(Extracted material begins)

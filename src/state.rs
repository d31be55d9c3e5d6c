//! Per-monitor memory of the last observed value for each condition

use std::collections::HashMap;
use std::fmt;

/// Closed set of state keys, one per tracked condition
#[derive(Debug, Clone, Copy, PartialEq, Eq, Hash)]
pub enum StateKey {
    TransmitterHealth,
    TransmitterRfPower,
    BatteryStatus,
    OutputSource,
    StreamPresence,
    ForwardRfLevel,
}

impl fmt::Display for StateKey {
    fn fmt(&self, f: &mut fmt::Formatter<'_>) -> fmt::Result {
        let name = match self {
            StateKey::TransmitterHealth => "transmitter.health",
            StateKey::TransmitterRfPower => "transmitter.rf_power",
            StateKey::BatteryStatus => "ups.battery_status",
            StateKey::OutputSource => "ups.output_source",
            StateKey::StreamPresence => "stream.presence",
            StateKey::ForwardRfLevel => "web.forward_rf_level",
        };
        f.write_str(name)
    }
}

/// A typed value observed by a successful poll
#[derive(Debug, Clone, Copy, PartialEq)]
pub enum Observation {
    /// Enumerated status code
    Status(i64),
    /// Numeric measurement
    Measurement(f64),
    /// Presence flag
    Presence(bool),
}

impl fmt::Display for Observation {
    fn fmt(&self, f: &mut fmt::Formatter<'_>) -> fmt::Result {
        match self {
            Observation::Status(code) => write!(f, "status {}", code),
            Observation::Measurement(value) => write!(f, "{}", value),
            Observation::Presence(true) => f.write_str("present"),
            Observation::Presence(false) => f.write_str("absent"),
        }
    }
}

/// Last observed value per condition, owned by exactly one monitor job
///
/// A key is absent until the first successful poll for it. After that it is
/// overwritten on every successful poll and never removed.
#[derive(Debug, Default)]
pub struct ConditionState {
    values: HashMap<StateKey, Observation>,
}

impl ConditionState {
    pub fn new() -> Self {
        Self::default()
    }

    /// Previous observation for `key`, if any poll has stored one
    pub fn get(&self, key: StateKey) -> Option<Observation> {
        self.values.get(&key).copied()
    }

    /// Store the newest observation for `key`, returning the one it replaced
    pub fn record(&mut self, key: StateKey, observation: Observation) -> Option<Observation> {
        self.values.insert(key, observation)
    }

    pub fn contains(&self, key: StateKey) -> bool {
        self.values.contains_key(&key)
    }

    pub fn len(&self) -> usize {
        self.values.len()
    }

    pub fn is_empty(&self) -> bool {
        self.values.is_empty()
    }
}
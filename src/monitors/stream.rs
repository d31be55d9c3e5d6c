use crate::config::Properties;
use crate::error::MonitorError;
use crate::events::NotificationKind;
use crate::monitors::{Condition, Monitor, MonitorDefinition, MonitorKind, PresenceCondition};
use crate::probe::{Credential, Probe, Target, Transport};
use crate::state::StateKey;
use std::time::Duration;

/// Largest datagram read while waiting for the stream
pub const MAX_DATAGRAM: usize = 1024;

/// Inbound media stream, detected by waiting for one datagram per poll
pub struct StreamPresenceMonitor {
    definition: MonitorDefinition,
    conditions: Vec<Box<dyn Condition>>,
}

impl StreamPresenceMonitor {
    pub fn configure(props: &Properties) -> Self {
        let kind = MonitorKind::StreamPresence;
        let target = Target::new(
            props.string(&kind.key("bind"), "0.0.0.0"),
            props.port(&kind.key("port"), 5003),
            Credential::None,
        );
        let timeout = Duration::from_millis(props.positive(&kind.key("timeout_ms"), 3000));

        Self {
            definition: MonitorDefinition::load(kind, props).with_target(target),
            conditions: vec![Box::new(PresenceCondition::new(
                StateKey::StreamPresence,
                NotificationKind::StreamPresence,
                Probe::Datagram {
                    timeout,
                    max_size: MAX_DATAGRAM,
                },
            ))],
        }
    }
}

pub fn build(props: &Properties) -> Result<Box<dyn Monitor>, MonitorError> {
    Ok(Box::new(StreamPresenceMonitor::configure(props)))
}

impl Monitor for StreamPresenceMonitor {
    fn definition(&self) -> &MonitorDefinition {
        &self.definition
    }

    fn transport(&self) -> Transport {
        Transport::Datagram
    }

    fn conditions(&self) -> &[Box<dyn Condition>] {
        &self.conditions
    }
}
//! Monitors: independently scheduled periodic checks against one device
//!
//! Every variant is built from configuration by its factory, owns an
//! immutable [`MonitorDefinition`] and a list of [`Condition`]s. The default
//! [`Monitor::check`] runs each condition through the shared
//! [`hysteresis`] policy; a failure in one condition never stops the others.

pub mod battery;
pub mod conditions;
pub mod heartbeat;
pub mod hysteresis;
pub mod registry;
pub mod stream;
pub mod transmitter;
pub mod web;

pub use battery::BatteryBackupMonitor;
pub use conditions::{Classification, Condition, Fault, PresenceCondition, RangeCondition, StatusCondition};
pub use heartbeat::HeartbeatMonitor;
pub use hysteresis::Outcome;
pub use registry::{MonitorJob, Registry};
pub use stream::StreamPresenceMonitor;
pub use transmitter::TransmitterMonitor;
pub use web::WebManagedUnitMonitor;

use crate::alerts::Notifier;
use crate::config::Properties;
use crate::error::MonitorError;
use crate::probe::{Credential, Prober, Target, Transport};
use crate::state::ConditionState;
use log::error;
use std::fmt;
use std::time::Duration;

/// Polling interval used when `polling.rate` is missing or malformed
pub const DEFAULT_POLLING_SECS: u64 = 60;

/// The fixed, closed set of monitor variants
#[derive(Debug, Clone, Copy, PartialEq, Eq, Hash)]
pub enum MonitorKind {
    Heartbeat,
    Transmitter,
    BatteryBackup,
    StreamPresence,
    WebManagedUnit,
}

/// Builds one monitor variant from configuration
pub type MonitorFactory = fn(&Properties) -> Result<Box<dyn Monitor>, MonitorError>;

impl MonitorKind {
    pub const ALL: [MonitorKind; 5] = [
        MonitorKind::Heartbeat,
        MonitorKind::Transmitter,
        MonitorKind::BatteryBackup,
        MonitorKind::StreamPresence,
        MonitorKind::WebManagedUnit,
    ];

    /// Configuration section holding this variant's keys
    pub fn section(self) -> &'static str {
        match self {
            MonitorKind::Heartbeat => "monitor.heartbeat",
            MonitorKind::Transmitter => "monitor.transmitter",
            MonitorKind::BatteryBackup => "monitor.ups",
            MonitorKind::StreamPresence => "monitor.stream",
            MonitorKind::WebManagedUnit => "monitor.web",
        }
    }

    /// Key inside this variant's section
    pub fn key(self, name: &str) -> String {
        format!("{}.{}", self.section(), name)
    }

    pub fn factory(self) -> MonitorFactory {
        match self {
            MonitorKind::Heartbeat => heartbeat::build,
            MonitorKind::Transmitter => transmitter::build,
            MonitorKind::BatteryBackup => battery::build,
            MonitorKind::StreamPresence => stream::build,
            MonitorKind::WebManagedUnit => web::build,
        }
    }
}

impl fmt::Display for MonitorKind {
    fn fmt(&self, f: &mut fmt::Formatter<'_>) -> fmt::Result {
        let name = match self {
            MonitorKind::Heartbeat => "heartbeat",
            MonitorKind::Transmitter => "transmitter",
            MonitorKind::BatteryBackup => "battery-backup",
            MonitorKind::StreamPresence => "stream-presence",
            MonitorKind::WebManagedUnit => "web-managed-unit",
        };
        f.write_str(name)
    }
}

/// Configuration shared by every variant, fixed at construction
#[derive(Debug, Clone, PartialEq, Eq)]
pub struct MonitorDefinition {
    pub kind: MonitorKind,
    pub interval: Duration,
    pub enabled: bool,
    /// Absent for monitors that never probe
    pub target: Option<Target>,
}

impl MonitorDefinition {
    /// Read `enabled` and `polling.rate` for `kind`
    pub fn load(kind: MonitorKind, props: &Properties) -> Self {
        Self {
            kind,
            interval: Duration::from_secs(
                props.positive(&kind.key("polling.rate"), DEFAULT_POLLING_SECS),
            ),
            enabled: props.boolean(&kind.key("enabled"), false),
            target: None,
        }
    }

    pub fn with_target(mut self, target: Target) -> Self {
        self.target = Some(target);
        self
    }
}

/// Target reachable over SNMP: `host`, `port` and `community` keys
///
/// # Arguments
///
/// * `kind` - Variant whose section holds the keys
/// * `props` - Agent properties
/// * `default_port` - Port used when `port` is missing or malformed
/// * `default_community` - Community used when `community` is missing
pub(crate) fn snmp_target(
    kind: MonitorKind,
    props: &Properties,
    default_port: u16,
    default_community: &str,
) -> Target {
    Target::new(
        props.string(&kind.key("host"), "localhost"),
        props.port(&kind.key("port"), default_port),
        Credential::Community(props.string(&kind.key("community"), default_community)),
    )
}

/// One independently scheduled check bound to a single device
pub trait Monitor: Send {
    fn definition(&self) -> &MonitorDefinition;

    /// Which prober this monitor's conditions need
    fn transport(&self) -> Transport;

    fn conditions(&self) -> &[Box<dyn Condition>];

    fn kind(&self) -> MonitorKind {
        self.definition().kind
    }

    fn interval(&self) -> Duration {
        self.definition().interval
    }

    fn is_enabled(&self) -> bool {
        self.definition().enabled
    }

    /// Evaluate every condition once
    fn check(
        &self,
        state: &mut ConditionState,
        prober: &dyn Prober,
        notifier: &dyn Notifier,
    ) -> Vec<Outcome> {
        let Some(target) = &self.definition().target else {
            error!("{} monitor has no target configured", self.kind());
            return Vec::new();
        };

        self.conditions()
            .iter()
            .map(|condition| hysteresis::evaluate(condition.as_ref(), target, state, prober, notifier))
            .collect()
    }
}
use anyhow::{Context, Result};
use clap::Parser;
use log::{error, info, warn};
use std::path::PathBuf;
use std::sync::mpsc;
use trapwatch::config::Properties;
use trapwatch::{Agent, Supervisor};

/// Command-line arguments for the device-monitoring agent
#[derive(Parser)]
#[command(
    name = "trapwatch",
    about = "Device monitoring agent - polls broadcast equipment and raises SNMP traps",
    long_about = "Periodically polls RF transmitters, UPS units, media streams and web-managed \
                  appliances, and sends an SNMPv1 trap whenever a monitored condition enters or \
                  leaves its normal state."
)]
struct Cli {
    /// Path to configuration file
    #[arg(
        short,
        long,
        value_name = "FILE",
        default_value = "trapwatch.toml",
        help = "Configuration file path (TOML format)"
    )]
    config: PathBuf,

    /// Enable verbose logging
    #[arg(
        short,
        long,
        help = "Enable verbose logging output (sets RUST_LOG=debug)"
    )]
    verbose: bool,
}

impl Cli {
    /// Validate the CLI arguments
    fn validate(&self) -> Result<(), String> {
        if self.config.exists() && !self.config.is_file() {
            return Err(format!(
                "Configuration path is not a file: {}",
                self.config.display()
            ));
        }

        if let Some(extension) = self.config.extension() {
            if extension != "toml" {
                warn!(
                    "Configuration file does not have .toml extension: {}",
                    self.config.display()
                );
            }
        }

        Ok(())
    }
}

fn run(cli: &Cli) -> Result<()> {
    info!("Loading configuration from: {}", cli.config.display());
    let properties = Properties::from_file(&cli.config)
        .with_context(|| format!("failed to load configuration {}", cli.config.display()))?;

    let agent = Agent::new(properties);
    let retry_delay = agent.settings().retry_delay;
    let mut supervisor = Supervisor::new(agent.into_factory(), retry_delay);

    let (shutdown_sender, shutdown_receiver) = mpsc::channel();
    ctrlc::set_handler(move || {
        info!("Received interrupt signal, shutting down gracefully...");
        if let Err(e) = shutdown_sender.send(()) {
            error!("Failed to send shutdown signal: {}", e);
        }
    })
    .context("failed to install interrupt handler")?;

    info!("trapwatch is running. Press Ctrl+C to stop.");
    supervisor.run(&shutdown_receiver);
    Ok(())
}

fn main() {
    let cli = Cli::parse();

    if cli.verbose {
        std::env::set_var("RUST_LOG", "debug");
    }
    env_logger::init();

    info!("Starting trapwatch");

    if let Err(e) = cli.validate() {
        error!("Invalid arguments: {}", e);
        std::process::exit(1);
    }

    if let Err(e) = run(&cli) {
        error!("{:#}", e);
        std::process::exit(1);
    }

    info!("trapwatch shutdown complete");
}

(Extracted material ends)

Everything from the line with "if let Some(extension)" through the line with "if let Err(e) = run(&cli)" should be written out exactly as it appears above, end lines included, and nothing outside that range.

        if let Some(extension) = self.config.extension() {
            if extension != "toml" {
                warn!(
                    "Configuration file does not have .toml extension: {}",
                    self.config.display()
                );
            }
        }

        Ok(())
    }
}

fn run(cli: &Cli) -> Result<()> {
    info!("Loading configuration from: {}", cli.config.display());
    let properties = Properties::from_file(&cli.config)
        .with_context(|| format!("failed to load configuration {}", cli.config.display()))?;

    let agent = Agent::new(properties);
    let retry_delay = agent.settings().retry_delay;
    let mut supervisor = Supervisor::new(agent.into_factory(), retry_delay);

    let (shutdown_sender, shutdown_receiver) = mpsc::channel();
    ctrlc::set_handler(move || {
        info!("Received interrupt signal, shutting down gracefully...");
        if let Err(e) = shutdown_sender.send(()) {
            error!("Failed to send shutdown signal: {}", e);
        }
    })
    .context("failed to install interrupt handler")?;

    info!("trapwatch is running. Press Ctrl+C to stop.");
    supervisor.run(&shutdown_receiver);
    Ok(())
}

fn main() {
    let cli = Cli::parse();

    if cli.verbose {
        std::env::set_var("RUST_LOG", "debug");
    }
    env_logger::init();

    info!("Starting trapwatch");

    if let Err(e) = cli.validate() {
        error!("Invalid arguments: {}", e);
        std::process::exit(1);
    }

    if let Err(e) = run(&cli) {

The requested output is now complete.